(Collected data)
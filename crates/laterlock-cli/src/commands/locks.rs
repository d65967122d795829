use laterlock_core::crypto::{self, Envelope, Salt};
use laterlock_core::{
    CreateLockRequest, Disclosure, DisclosureGate, DisclosureResponse, GateReceipt,
    LaterlockError, LockId, SealMode, SqliteLockStore, SystemClock,
};
use zeroize::Zeroizing;

use crate::app::AppContext;
use crate::cli::{CreateArgs, DeleteArgs, LockIdArgs, ViewArgs};
use crate::errors::CliError;
use crate::helpers::{
    confirm, parse_delay, parse_lock_id, prompt_new_passphrase, prompt_passphrase, read_content,
};
use crate::output::{
    disclosure_json, next_step_hint, print_receipt, print_status, receipt_json, status_json,
};
use crate::ui::format::format_minutes;
use crate::ui::{divider, header, hint, print, receipt, Spinner};

type CliGate = DisclosureGate<SqliteLockStore, SystemClock>;

/// Attach the lock ID to core errors so the user gets a useful hint.
fn lock_error(err: LaterlockError, id: &LockId) -> anyhow::Error {
    match CliError::from_core(&err, Some(id.as_str())) {
        Some(cli_err) => cli_err.into(),
        None => err.into(),
    }
}

pub fn handle_create(ctx: &AppContext, args: &CreateArgs) -> anyhow::Result<()> {
    let ui_ctx = ctx.ui_context();
    let interactive = ui_ctx.is_interactive() && !ctx.no_input();

    let delay_minutes = parse_delay(&args.delay)?;
    let content = read_content(ctx.no_input(), args.content.clone())?;
    let service = ctx.open_service()?;

    let max_chars = service.limits().max_plaintext_chars;
    if content.chars().count() > max_chars {
        return Err(CliError::invalid_input(format!(
            "Content exceeds maximum length of {} characters",
            max_chars
        ))
        .into());
    }

    let mut request = CreateLockRequest {
        title: args.title.clone(),
        delay_minutes: Some(i64::from(delay_minutes)),
        ..Default::default()
    };

    let status = if args.passphrase {
        let passphrase = prompt_new_passphrase(interactive)?;
        let spinner = Spinner::start(&ui_ctx, "Sealing with passphrase");
        let sealed = crypto::seal(&content, &passphrase);
        spinner.finish();
        let sealed = sealed?;
        request.encrypted_content = Some(sealed.envelope.into_string());
        request.salt = Some(sealed.salt.to_hex());
        service.create(request)?
    } else {
        request.content = Some(content.to_string());
        let spinner = Spinner::start(&ui_ctx, "Sealing with system key");
        let created = service.create(request);
        spinner.finish();
        created?
    };

    if ui_ctx.mode.is_json() {
        return status_json(&status);
    }
    if ctx.quiet() {
        println!("{}", status.id);
        return Ok(());
    }

    let delay_display = format_minutes(u64::from(status.delay_minutes));
    let mut items = vec![("ID", status.id.as_str())];
    if let Some(title) = &status.title {
        items.push(("Title", title.as_str()));
    }
    items.push(("Delay", delay_display.as_str()));
    items.push(("Seal Mode", status.seal_mode.as_str()));
    items.push(("State", status.state.as_str()));
    print(&ui_ctx, &receipt(&ui_ctx, "Lock created", &items));
    if ui_ctx.mode.is_pretty() {
        print(&ui_ctx, &hint(&ui_ctx, &next_step_hint(&status)));
        if status.seal_mode.is_passphrase() {
            print(
                &ui_ctx,
                &hint(&ui_ctx, "The passphrase cannot be recovered. Keep it somewhere safe."),
            );
        }
    }
    Ok(())
}

pub fn handle_show(ctx: &AppContext, args: &LockIdArgs) -> anyhow::Result<()> {
    let ui_ctx = ctx.ui_context();
    let id = parse_lock_id(&args.id)?;
    let service = ctx.open_service()?;
    let status = service.status(&id).map_err(|e| lock_error(e, &id))?;

    if ui_ctx.mode.is_json() {
        return status_json(&status);
    }
    print_status(&ui_ctx, &status);
    Ok(())
}

fn run_gate_action<F>(ctx: &AppContext, raw_id: &str, action: F) -> anyhow::Result<()>
where
    F: FnOnce(&CliGate, &LockId) -> laterlock_core::Result<GateReceipt>,
{
    let ui_ctx = ctx.ui_context();
    let id = parse_lock_id(raw_id)?;
    let service = ctx.open_service()?;
    let result = action(service.gate(), &id).map_err(|e| lock_error(e, &id))?;

    if ui_ctx.mode.is_json() {
        return receipt_json(id.as_str(), &result);
    }
    if !ctx.quiet() {
        print_receipt(&ui_ctx, id.as_str(), &result);
    }
    Ok(())
}

pub fn handle_request(ctx: &AppContext, args: &LockIdArgs) -> anyhow::Result<()> {
    run_gate_action(ctx, &args.id, |gate, id| gate.request_access(id))
}

pub fn handle_cancel(ctx: &AppContext, args: &LockIdArgs) -> anyhow::Result<()> {
    run_gate_action(ctx, &args.id, |gate, id| gate.cancel_request(id))
}

pub fn handle_relock(ctx: &AppContext, args: &LockIdArgs) -> anyhow::Result<()> {
    run_gate_action(ctx, &args.id, |gate, id| gate.re_lock(id))
}

fn unseal_locally(
    ctx: &AppContext,
    envelope: &Envelope,
    salt: &Salt,
) -> anyhow::Result<Zeroizing<String>> {
    let ui_ctx = ctx.ui_context();
    let passphrase = prompt_passphrase(ui_ctx.is_interactive() && !ctx.no_input())?;
    let spinner = Spinner::start(&ui_ctx, "Unsealing");
    let result = crypto::unseal(envelope, &passphrase, salt);
    spinner.finish();
    match result {
        Ok(plaintext) => Ok(Zeroizing::new(plaintext)),
        Err(err) => Err(CliError::from_core(&err, None)
            .map(Into::into)
            .unwrap_or_else(|| err.into())),
    }
}

pub fn handle_view(ctx: &AppContext, args: &ViewArgs) -> anyhow::Result<()> {
    let ui_ctx = ctx.ui_context();
    let id = parse_lock_id(&args.id)?;
    let service = ctx.open_service()?;

    let spinner = Spinner::start(&ui_ctx, "Opening lock");
    let disclosure = service.gate().disclose(&id);
    spinner.finish();
    let disclosure = disclosure.map_err(|e| lock_error(e, &id))?;

    let content = match &disclosure {
        Disclosure::Sealed { .. } if args.sealed => {
            return print_sealed(ctx, &id, &disclosure.to_response());
        }
        Disclosure::Sealed { envelope, salt } => unseal_locally(ctx, envelope, salt)?,
        Disclosure::Plaintext(text) => Zeroizing::new(text.clone()),
    };

    if ui_ctx.mode.is_json() {
        return disclosure_json(&DisclosureResponse {
            content: content.to_string(),
            seal_mode: disclosure.seal_mode(),
            is_encrypted: false,
            salt: None,
        });
    }

    if ui_ctx.mode.is_pretty() && !ctx.quiet() {
        print(&ui_ctx, &header(&ui_ctx, "view", Some(id.as_str())));
        print(&ui_ctx, &divider(&ui_ctx));
        println!("{}", content.as_str());
        print(&ui_ctx, &divider(&ui_ctx));
        print(
            &ui_ctx,
            &hint(
                &ui_ctx,
                &format!("Run `laterlock relock {}` to lock it again.", id),
            ),
        );
    } else {
        println!("{}", content.as_str());
    }
    Ok(())
}

fn print_sealed(ctx: &AppContext, id: &LockId, response: &DisclosureResponse) -> anyhow::Result<()> {
    let ui_ctx = ctx.ui_context();
    if ui_ctx.mode.is_json() {
        return disclosure_json(response);
    }
    let salt = response.salt.as_deref().unwrap_or_default();
    print(
        &ui_ctx,
        &receipt(
            &ui_ctx,
            "Sealed content",
            &[
                ("ID", id.as_str()),
                ("Seal Mode", SealMode::Passphrase.as_str()),
                ("Content", response.content.as_str()),
                ("Salt", salt),
            ],
        ),
    );
    Ok(())
}

pub fn handle_delete(ctx: &AppContext, args: &DeleteArgs) -> anyhow::Result<()> {
    let ui_ctx = ctx.ui_context();
    let id = parse_lock_id(&args.id)?;

    if !args.yes {
        if !ui_ctx.is_interactive() || ctx.no_input() {
            return Err(CliError::invalid_input(
                "Refusing to delete without confirmation\nHint: Pass --yes to delete non-interactively.",
            )
            .into());
        }
        if !confirm(&format!("Delete lock {} permanently?", id))? {
            return Err(anyhow::anyhow!("Deletion cancelled"));
        }
    }

    let service = ctx.open_service()?;
    service.delete(&id).map_err(|e| lock_error(e, &id))?;

    if ui_ctx.mode.is_json() {
        return crate::output::print_json(&serde_json::json!({
            "id": id,
            "message": "Lock deleted successfully",
        }));
    }
    if !ctx.quiet() {
        print(
            &ui_ctx,
            &receipt(&ui_ctx, "Lock deleted successfully", &[("ID", id.as_str())]),
        );
    }
    Ok(())
}
//! Text output for lock status, receipts and disclosures.

use laterlock_core::{GateReceipt, LockStatus};

use crate::ui::format::{format_countdown, format_minutes, format_timestamp_millis};
use crate::ui::render::badge;
use crate::ui::theme::Badge;
use crate::ui::{header, hint, kv, print, receipt, UiContext};

fn state_badge(state: &str) -> Badge {
    match state {
        "locked" => Badge::Info,
        "pending" => Badge::Warn,
        _ => Badge::Ok,
    }
}

/// Key-value lines describing a lock.
pub fn status_lines(ctx: &UiContext, status: &LockStatus) -> Vec<String> {
    let pretty = ctx.mode.is_pretty();
    let mut lines = vec![kv(ctx, "ID", status.id.as_str())];
    if let Some(title) = &status.title {
        lines.push(kv(ctx, "Title", title));
    }
    lines.push(kv(
        ctx,
        "Delay",
        &format_minutes(u64::from(status.delay_minutes)),
    ));
    lines.push(kv(ctx, "Seal Mode", status.seal_mode.as_str()));
    if pretty {
        let state = badge(ctx, state_badge(&status.state), &status.state);
        lines.push(kv(ctx, "State", &state));
    } else {
        lines.push(kv(ctx, "State", &status.state));
    }
    if status.remaining_milliseconds > 0 {
        let remaining = if pretty {
            format_countdown(status.remaining_milliseconds)
        } else {
            status.remaining_milliseconds.to_string()
        };
        lines.push(kv(ctx, "Remaining", &remaining));
    }
    if let Some(requested) = status.access_requested_at {
        lines.push(kv(
            ctx,
            "Requested",
            &format_timestamp_millis(requested, pretty),
        ));
    }
    lines.push(kv(
        ctx,
        "Created",
        &format_timestamp_millis(status.created_at, pretty),
    ));
    lines
}

/// Hint for the next step given the lock's state.
pub fn next_step_hint(status: &LockStatus) -> String {
    let id = status.id.as_str();
    match status.state.as_str() {
        "locked" => format!("Run `laterlock request {}` to start the countdown.", id),
        "pending" => format!(
            "Run `laterlock show {}` to check again, or `laterlock cancel {}`.",
            id, id
        ),
        _ => format!("Run `laterlock view {}` to read the content.", id),
    }
}

pub fn print_status(ctx: &UiContext, status: &LockStatus) {
    print(ctx, &header(ctx, "show", Some(status.id.as_str())));
    for line in status_lines(ctx, status) {
        print(ctx, &line);
    }
    if ctx.mode.is_pretty() {
        print(ctx, &hint(ctx, &next_step_hint(status)));
    }
}

pub fn print_receipt(ctx: &UiContext, id: &str, result: &GateReceipt) {
    let remaining = if ctx.mode.is_pretty() {
        format_countdown(result.remaining_milliseconds)
    } else {
        result.remaining_milliseconds.to_string()
    };
    let mut items = vec![("ID", id), ("State", result.state.as_str())];
    if result.remaining_milliseconds > 0 {
        items.push(("Remaining", remaining.as_str()));
    }
    print(ctx, &receipt(ctx, &result.message, &items));
}

#[cfg(test)]
mod tests {
    use super::*;
    use laterlock_core::{LockId, SealMode};

    use crate::ui::OutputMode;

    fn plain_ctx() -> UiContext {
        UiContext {
            is_tty: false,
            color: false,
            unicode: false,
            width: 80,
            mode: OutputMode::Plain,
        }
    }

    fn status(state: &str, remaining: u64) -> LockStatus {
        LockStatus {
            id: LockId::parse("abc123").unwrap(),
            title: Some("Snacks".to_string()),
            delay_minutes: 90,
            is_encrypted: true,
            seal_mode: SealMode::Passphrase,
            access_requested_at: Some(1_700_000_000_000),
            created_at: 1_699_999_000_000,
            remaining_milliseconds: remaining,
            state: state.to_string(),
        }
    }

    #[test]
    fn test_status_lines_plain() {
        let lines = status_lines(&plain_ctx(), &status("pending", 5_000));
        assert_eq!(lines[0], "id=abc123");
        assert!(lines.contains(&"title=Snacks".to_string()));
        assert!(lines.contains(&"delay=1 hour and 30 minutes".to_string()));
        assert!(lines.contains(&"seal_mode=passphrase".to_string()));
        assert!(lines.contains(&"state=pending".to_string()));
        assert!(lines.contains(&"remaining=5000".to_string()));
    }

    #[test]
    fn test_status_lines_skip_zero_remaining() {
        let lines = status_lines(&plain_ctx(), &status("eligible", 0));
        assert!(!lines.iter().any(|l| l.starts_with("remaining=")));
    }

    #[test]
    fn test_status_lines_pretty_badges_state() {
        let ctx = UiContext {
            is_tty: true,
            color: false,
            unicode: false,
            width: 80,
            mode: OutputMode::Pretty,
        };
        let lines = status_lines(&ctx, &status("pending", 5_000));
        assert!(lines.contains(&"State: [WARN] pending".to_string()));
        assert!(lines.contains(&"Remaining: 00:00:05".to_string()));

        let lines = status_lines(&ctx, &status("locked", 0));
        assert!(lines.contains(&"State: [INFO] locked".to_string()));
    }

    #[test]
    fn test_next_step_hint_follows_state() {
        assert!(next_step_hint(&status("locked", 0)).contains("laterlock request abc123"));
        assert!(next_step_hint(&status("pending", 10)).contains("laterlock cancel abc123"));
        assert!(next_step_hint(&status("eligible", 0)).contains("laterlock view abc123"));
    }
}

• _The task_:
Only one number is wanted: how many lines in the records above contain the string "pending".

• _Output for this task_:
7